* AIM OF THE EXERCISE
Transcribe every entry exactly, with nothing added or left out.
MATERIAL SHOWN Block Start
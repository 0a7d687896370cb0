use clap::Subcommand;
use classpulse_core::Config;

#[derive(Subcommand)]
pub enum ConfigAction {
    /// Print the full configuration as TOML
    Show,
    /// Get a value by dot-separated key
    Get { key: String },
    /// Set a value by dot-separated key and persist it
    Set { key: String, value: String },
}

pub fn run(action: ConfigAction) -> Result<(), Box<dyn std::error::Error>> {
    match action {
        ConfigAction::Show => {
            let cfg = Config::load()?;
            print!("{}", toml::to_string_pretty(&cfg)?);
        }
        ConfigAction::Get { key } => {
            let cfg = Config::load()?;
            match cfg.get(&key) {
                Some(value) => println!("{value}"),
                None => return Err(format!("unknown config key: {key}").into()),
            }
        }
        ConfigAction::Set { key, value } => {
            let mut cfg = Config::load()?;
            cfg.set(&key, &value)?;
            println!("{key} = {}", cfg.get(&key).unwrap_or_default());
        }
    }
    Ok(())
}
MATERIAL SHOWN Block End
* YOUR SOLUTION
repository 0a7d687896370cb0
use clap::Subcommand;
use classpulse_core::Config;

#[derive(Subcommand)]
pub enum ConfigAction {
    /// Print the full configuration as TOML
    Show,
    /// Get a value by dot-separated key
    Get { key: String },
    /// Set a value by dot-separated key and persist it
    Set { key: String, value: String },
}

pub fn run(action: ConfigAction) -> Result<(), Box<dyn std::error::Error>> {
    match action {
        ConfigAction::Show => {
            let cfg = Config::load()?;
            print!("{}", toml::to_string_pretty(&cfg)?);
        }
        ConfigAction::Get { key } => {
            let cfg = Config::load()?;
            match cfg.get(&key) {
                Some(value) => println!("{value}"),
                None => return Err(format!("unknown config key: {key}").into()),
            }
        }
        ConfigAction::Set { key, value } => {
            let mut cfg = Config::load()?;
            cfg.set(&key, &value)?;
            println!("{key} = {}", cfg.get(&key).unwrap_or_default());
        }
    }
    Ok(())
}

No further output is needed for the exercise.